This is the space where therapy meets spirituality. The most inclusive definition I have found of spirituality is to be part of something that is bigger than ourselves. For some, this means organized religion, others it mean community, moving with the seasons, energy systems and pulses as defined by physics or just being a human on a spinning rock in the universe. For so many of us, this is the part we're good at, but no one really taught us how to be good at being a human; being spirit feels much more organic.

 

Therapy is applied psychoeducation and processing the experiences that prevent these lessons from landing. Together we work on building life skills, understanding your emotional landscape, recognizing the thought patterns that keep you stuck, setting goals that actually align with who you are, and learning when to hold on versus when to let go and how.

 

This isn't clinical therapy stripped of soul, nor is it spiritual bypassing that ignores the real work of healing. It is inclusively both—grounded in techniques that we know work (evidence based) and applied in an environment that permits spirituality; a sense of belonging to something grander than ourselves. 
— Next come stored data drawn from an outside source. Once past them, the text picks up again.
//! WASM bindings for the geo crate.
//!
//! Lets the upload form preview a blurred pin and validate a viewport in the
//! browser with the same code the server runs.

use crate::{distance_meters, parse_postgis_point, random_offset_point, BoundingBox, GeoPoint};
use wasm_bindgen::prelude::*;

/// Great-circle distance in meters.
#[wasm_bindgen]
pub fn distance(lon1: f64, lat1: f64, lon2: f64, lat2: f64) -> f64 {
    distance_meters(&GeoPoint::new(lon1, lat1), &GeoPoint::new(lon2, lat2))
}

/// Random point within `radius_meters` of the center, as `[lon, lat]`.
#[wasm_bindgen]
pub fn random_offset(lon: f64, lat: f64, radius_meters: f64) -> Result<Vec<f64>, JsValue> {
    let mut rng = rand::thread_rng();
    let point = random_offset_point(&GeoPoint::new(lon, lat), radius_meters, &mut rng)
        .map_err(|e| JsValue::from_str(&e.to_string()))?;
    Ok(vec![point.lon, point.lat])
}

/// Validate a viewport; returns an empty string when valid, otherwise the reasons.
#[wasm_bindgen]
pub fn bbox_problems(min_lon: f64, min_lat: f64, max_lon: f64, max_lat: f64) -> String {
    BoundingBox::violations(min_lon, min_lat, max_lon, max_lat)
        .iter()
        .map(ToString::to_string)
        .collect::<Vec<_>>()
        .join("; ")
}

/// Parse a PostGIS location and return `[lon, lat]`, or null.
#[wasm_bindgen]
pub fn parse_location(location_json: &str) -> Result<JsValue, JsValue> {
    let value: serde_json::Value =
        serde_json::from_str(location_json).map_err(|e| JsValue::from_str(&format!("JSON parse error: {e}")))?;

    Ok(match parse_postgis_point(&value) {
        Some(point) => JsValue::from_str(&format!("[{},{}]", point.lon, point.lat)),
        None => JsValue::NULL,
    })
}
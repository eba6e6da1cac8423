//! Application configuration
//!
//! Built once at startup from an optional TOML file plus an environment
//! overlay, then passed by reference to whatever needs it.

mod loader;
mod schema;

pub use loader::{find_config_file, Config};
pub use schema::*;
//! PostgREST query dialect.
//!
//! Translates a [`PhotoFilterSet`] into horizontal filters on the listing
//! view and reads the row count back out of `Content-Range`.

use crate::error::{StoreError, StoreResult};
use photospot_query::{CountMode, PhotoFilterSet};

/// Columns selected from the listing view. The view exposes the public point
/// only, as two plain numeric columns.
pub const LISTING_COLUMNS: &str =
    "id,owner_id,title,image_url,thumbnail_url,category,season,time_of_day,public_lon,public_lat,created_at";

/// Columns selected for a photo detail.
pub const PHOTO_COLUMNS: &str = "id,owner_id,title,description,image_url,thumbnail_url,category,season,\
time_of_day,location_exact,location_public,blur_location,blur_radius,exif,status,created_at";

/// Columns selected for a profile.
pub const PROFILE_COLUMNS: &str =
    "id,username,display_name,bio,avatar_url,role,company_name,website_url,social_links,created_at";

/// Query pairs for one listing page.
///
/// ```
/// use photospot_query::{PhotoFilterSet, RawPhotoQuery};
/// use photospot_store::postgrest::listing_params;
///
/// let raw = RawPhotoQuery::from_pairs([("season", "winter"), ("limit", "20")]);
/// let params = listing_params(&PhotoFilterSet::parse(&raw).unwrap());
/// assert!(params.contains(&("season".to_string(), "eq.winter".to_string())));
/// assert!(params.contains(&("limit".to_string(), "20".to_string())));
/// ```
#[must_use]
pub fn listing_params(filters: &PhotoFilterSet) -> Vec<(String, String)> {
    let mut params = vec![
        ("select".to_string(), LISTING_COLUMNS.to_string()),
        ("status".to_string(), "eq.approved".to_string()),
    ];

    if let Some(bbox) = filters.bbox() {
        params.push(("public_lon".to_string(), format!("gte.{}", bbox.min_lon())));
        params.push(("public_lon".to_string(), format!("lte.{}", bbox.max_lon())));
        params.push(("public_lat".to_string(), format!("gte.{}", bbox.min_lat())));
        params.push(("public_lat".to_string(), format!("lte.{}", bbox.max_lat())));
    }
    if let Some(category) = filters.category() {
        params.push(("category".to_string(), format!("eq.{category}")));
    }
    if let Some(season) = filters.season() {
        params.push(("season".to_string(), format!("eq.{season}")));
    }
    if let Some(time_of_day) = filters.time_of_day() {
        params.push(("time_of_day".to_string(), format!("eq.{time_of_day}")));
    }
    if filters.photographer_only() == Some(true) {
        params.push(("owner_role".to_string(), "eq.photographer".to_string()));
    }

    params.push(("order".to_string(), "created_at.desc".to_string()));
    params.push(("limit".to_string(), filters.limit().to_string()));
    params.push(("offset".to_string(), filters.offset().to_string()));
    params
}

/// `Prefer` header value asking for a row count.
#[must_use]
pub fn prefer_count(mode: CountMode) -> &'static str {
    match mode {
        CountMode::Exact => "count=exact",
        CountMode::Estimated => "count=estimated",
    }
}

/// Total from a `Content-Range` header: `0-49/250`, `*/0`, or `0-49/*`
/// when the server did not count.
///
/// # Errors
///
/// Returns [`StoreError::ContentRange`] if the header is not in one of those shapes.
pub fn parse_content_range(header: &str) -> StoreResult<Option<u64>> {
    let malformed = || StoreError::ContentRange(header.to_string());

    let (range, total) = header.trim().split_once('/').ok_or_else(malformed)?;
    if range != "*" {
        let (start, end) = range.split_once('-').ok_or_else(malformed)?;
        let start: u64 = start.parse().map_err(|_| malformed())?;
        let end: u64 = end.parse().map_err(|_| malformed())?;
        if start > end {
            return Err(malformed());
        }
    }

    match total {
        "*" => Ok(None),
        n => n.parse().map(Some).map_err(|_| malformed()),
    }
}
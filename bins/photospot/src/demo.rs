//! Seeded in-memory data for `--memory` runs.

use chrono::{Duration, TimeZone, Utc};
use photospot_geo::{BlurSettings, GeoPoint, PhotoLocationPair};
use photospot_policy::{ModerationStatus, PhotoRecord, ProfileRecord, SocialLinks, UserRole};
use photospot_query::{Category, Season, TimeOfDay};
use photospot_store::MemoryStore;
use rand::rngs::StdRng;
use rand::SeedableRng;
use uuid::Uuid;

/// Professional photographer with business details
pub const PHOTOGRAPHER_ID: Uuid = Uuid::from_u128(0x5d1c_6a0e_2f4b_4c8e_9a11_0000_0000_0001);
/// Hobbyist account
pub const ENTHUSIAST_ID: Uuid = Uuid::from_u128(0x5d1c_6a0e_2f4b_4c8e_9a11_0000_0000_0002);

struct Spot {
    title: &'static str,
    lon: f64,
    lat: f64,
    category: Category,
    season: Option<Season>,
    time_of_day: Option<TimeOfDay>,
    blur: Option<u32>,
    status: ModerationStatus,
}

const SPOTS: [Spot; 6] = [
    Spot {
        title: "Golden Gate from Battery Spencer",
        lon: -122.4833,
        lat: 37.8324,
        category: Category::Architecture,
        season: Some(Season::Winter),
        time_of_day: Some(TimeOfDay::BlueHour),
        blur: None,
        status: ModerationStatus::Approved,
    },
    Spot {
        title: "Fog over Twin Peaks",
        lon: -122.4477,
        lat: 37.7544,
        category: Category::Landscape,
        season: Some(Season::Summer),
        time_of_day: Some(TimeOfDay::GoldenHourMorning),
        blur: Some(300),
        status: ModerationStatus::Approved,
    },
    Spot {
        title: "Chinatown lanterns",
        lon: -122.4058,
        lat: 37.7941,
        category: Category::Street,
        season: None,
        time_of_day: Some(TimeOfDay::Night),
        blur: Some(150),
        status: ModerationStatus::Approved,
    },
    Spot {
        title: "Milky Way at Point Reyes",
        lon: -123.0219,
        lat: 38.0404,
        category: Category::Astrophotography,
        season: Some(Season::Summer),
        time_of_day: Some(TimeOfDay::Night),
        blur: Some(500),
        status: ModerationStatus::Approved,
    },
    Spot {
        title: "Backyard hummingbird",
        lon: -122.2711,
        lat: 37.8044,
        category: Category::Wildlife,
        season: Some(Season::Spring),
        time_of_day: None,
        blur: Some(500),
        status: ModerationStatus::Pending,
    },
    Spot {
        title: "Lands End labyrinth",
        lon: -122.5052,
        lat: 37.7877,
        category: Category::Seascape,
        season: Some(Season::Autumn),
        time_of_day: Some(TimeOfDay::GoldenHourEvening),
        blur: None,
        status: ModerationStatus::Rejected,
    },
];

/// A store holding two profiles and a handful of Bay Area photos.
///
/// Blurred points are drawn from a fixed seed, so every run lists the same
/// public locations.
pub async fn seeded_store() -> anyhow::Result<MemoryStore> {
    let store = MemoryStore::new();
    let since = Utc.with_ymd_and_hms(2024, 6, 1, 12, 0, 0).single().unwrap_or_else(Utc::now);
    let mut rng = StdRng::seed_from_u64(0x5eed);

    store
        .put_profile(ProfileRecord {
            id: PHOTOGRAPHER_ID,
            username: "harbor_light".into(),
            display_name: Some("Harbor Light Studio".into()),
            bio: Some("Architecture and cityscapes around the Bay.".into()),
            avatar_url: None,
            role: UserRole::Photographer,
            company_name: Some("Harbor Light LLC".into()),
            website_url: Some("https://harborlight.example.com".into()),
            social_links: Some(SocialLinks::from([(
                "instagram".to_string(),
                "https://instagram.com/harbor_light".to_string(),
            )])),
            created_at: since,
        })
        .await;
    store
        .put_profile(ProfileRecord {
            id: ENTHUSIAST_ID,
            username: "weekend_walker".into(),
            display_name: None,
            bio: None,
            avatar_url: None,
            role: UserRole::Enthusiast,
            company_name: Some("Day job Inc.".into()),
            website_url: None,
            social_links: None,
            created_at: since,
        })
        .await;

    for (index, spot) in SPOTS.iter().enumerate() {
        let blur = match spot.blur {
            Some(radius) => BlurSettings::with_radius(radius)?,
            None => BlurSettings::disabled(),
        };
        let owner_id = if index % 2 == 0 { PHOTOGRAPHER_ID } else { ENTHUSIAST_ID };
        let location = PhotoLocationPair::create(GeoPoint::try_new(spot.lon, spot.lat)?, &blur, &mut rng)?;
        let ordinal = u128::try_from(index)? + 1;

        store
            .put_photo(PhotoRecord {
                id: Uuid::from_u128(0x0f0f_0000_0000_4000_8000_0000_0000_0000 + ordinal),
                owner_id,
                title: spot.title.to_string(),
                description: None,
                image_url: format!("https://cdn.photospot.example/photos/{ordinal}.jpg"),
                thumbnail_url: Some(format!("https://cdn.photospot.example/thumbs/{ordinal}.jpg")),
                category: spot.category,
                season: spot.season,
                time_of_day: spot.time_of_day,
                location,
                blur,
                exif: Some(serde_json::json!({ "camera": "X100V", "iso": 400 })),
                status: spot.status,
                created_at: since + Duration::hours(i64::try_from(index)?),
            })
            .await;
    }

    Ok(store)
}

#[cfg(test)]
mod tests {
    use super::*;
    use photospot_core::config::QuerySettings;
    use photospot_query::RawPhotoQuery;
    use photospot_service::PhotoService;
    use photospot_store::PhotoStore;

    #[tokio::test]
    async fn test_seeded_store_lists_approved_only() {
        let service = PhotoService::new(seeded_store().await.unwrap(), QuerySettings::default());
        let page = service.list_photos(&RawPhotoQuery::default()).await.unwrap();

        assert_eq!(page.data.len(), 4);
        assert_eq!(page.meta.total, 4);
        assert_eq!(page.data[0].title, "Milky Way at Point Reyes");
    }

    #[tokio::test]
    async fn test_seeded_draws_are_stable() {
        let first = seeded_store().await.unwrap();
        let second = seeded_store().await.unwrap();
        let id = Uuid::from_u128(0x0f0f_0000_0000_4000_8000_0000_0000_0002);

        let a = first.get_photo(id).await.unwrap().unwrap();
        let b = second.get_photo(id).await.unwrap().unwrap();
        assert_eq!(a.location.public(), b.location.public());
        assert_ne!(a.location.public(), a.location.exact());
    }
}
//! The storage seam the request service is written against.

use crate::error::StoreResult;
use crate::rows::NewPhoto;
use async_trait::async_trait;
use photospot_policy::{PhotoListItem, PhotoRecord, ProfileRecord};
use photospot_query::{CountMode, PhotoFilterSet};
use uuid::Uuid;

/// One page of approved photos.
#[derive(Debug, Clone, PartialEq)]
pub struct ListingPage {
    /// Rows in store order (newest first)
    pub items: Vec<PhotoListItem>,
    /// Matching rows, when the store counted
    pub total: Option<u64>,
}

/// Photo and profile persistence.
///
/// Listing only ever returns approved photos and filters on the public
/// location; visibility of individual records is decided by the caller.
#[async_trait]
pub trait PhotoStore: Send + Sync {
    /// Approved photos matching `filters`, counted as `count` asks.
    async fn list_photos(&self, filters: &PhotoFilterSet, count: CountMode) -> StoreResult<ListingPage>;

    /// A photo regardless of status, or `None` if no row has this id.
    ///
    /// Backends behind row-level security must read with a role that sees
    /// every status.
    async fn get_photo(&self, id: Uuid) -> StoreResult<Option<PhotoRecord>>;

    /// Persist an upload as pending.
    async fn insert_photo(&self, photo: NewPhoto) -> StoreResult<PhotoRecord>;

    /// A profile, or `None` if no row has this id.
    async fn get_profile(&self, id: Uuid) -> StoreResult<Option<ProfileRecord>>;
}
//! Capability contracts the timeline consumes from the host engine.
//!
//! The core never simulates physics or owns a scene graph. It asks three
//! narrow questions of its host:
//!
//! - [`ObstructionQuery`]: "is anything in front of this point?"
//! - [`PoseSink`]: "put this actor here, now" (teleport semantics, no lag)
//! - [`ActorFactory`]: "spawn / destroy / freeze a ghost body"
//!
//! [`Stage`] bundles all three; the Bevy adapter lives in [`crate::ecs`].

use bevy::prelude::*;

use crate::pose::Pose;

/// Classification of whatever a probe ray hit.
///
/// Replaces string tags: only `Scenery` blocks a ghost's step.
#[derive(Debug, Clone, Copy, PartialEq, Eq, Hash)]
pub enum ActorKind {
    Player,
    Ghost,
    Scenery,
}

impl ActorKind {
    /// Whether a hit of this kind stops a ghost from stepping forward.
    pub fn blocks_ghost(self) -> bool {
        matches!(self, ActorKind::Scenery)
    }
}

/// What the factory should build.
#[derive(Debug, Clone, Copy, PartialEq, Eq, Hash)]
pub enum PrefabKind {
    /// Motionless stand-in left where Act1 began.
    Statue,
    /// Actor driven by a `GhostPlayer`.
    Ghost,
}

/// Nearest hit of an obstruction probe.
#[derive(Debug, Clone, Copy, PartialEq)]
pub struct RayHit {
    pub distance: f32,
    pub kind: ActorKind,
}

pub trait ObstructionQuery {
    /// Nearest hit along `direction` within `max_distance`, ignoring any
    /// collider that already contains `origin`.
    fn raycast(&self, origin: Vec3, direction: Dir3, max_distance: f32) -> Option<RayHit>;
}

pub trait PoseSink {
    /// Teleport `actor`. The host's transform state must reflect the new pose
    /// before the next query in the same tick.
    fn set_pose(&mut self, actor: Entity, pose: Pose);

    fn zero_velocity(&mut self, actor: Entity);
}

pub trait ActorFactory {
    fn spawn(&mut self, prefab: PrefabKind, pose: Pose) -> Entity;

    fn destroy(&mut self, actor: Entity);

    fn make_kinematic(&mut self, actor: Entity);

    /// Whether `actor` is still alive (it may have been destroyed externally).
    fn exists(&self, actor: Entity) -> bool;
}

/// Everything the state machine needs from its host in one bound.
pub trait Stage: ObstructionQuery + PoseSink + ActorFactory {}

impl<T: ObstructionQuery + PoseSink + ActorFactory> Stage for T {}

#[cfg(test)]
mod tests {
    use super::*;

    #[test]
    fn test_only_scenery_blocks() {
        assert!(ActorKind::Scenery.blocks_ghost());
        assert!(!ActorKind::Player.blocks_ghost());
        assert!(!ActorKind::Ghost.blocks_ghost());
    }
}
Image by Bee Felten-Leidel

Induced After Death Communication

Along with generalized therapy, I also facilitate Induced After Death Communication (IADC), a grief based intervention derived from EMDR. As distress diminishes during our work together, you may enter a state of calm receptivity where spontaneous connection with your loved one can occur—experienced through sensory means (sight, sound, touch, smell) or as a felt sense of presence.This is not mediumship, you become the receiver of your own experience.

 

This deep work requires a 6 month to 1 year waiting period after loss. 79% of participants connect to their loved ones, but results are dependent on willingness, openness and capacity to do this work. Results are not guaranteed but therapeutic even without a sensory connection.

 

See our IADC tab to learn more. 

Image by Elena Mozhvilo

Group Therapy

There is a particular kind of relief that comes from being in a room — even a virtual one — where you don't have to explain yourself from the beginning. Where someone else nods before you've finished the sentence. Where the thing you thought made you strange turns out to be the most human thing in the room.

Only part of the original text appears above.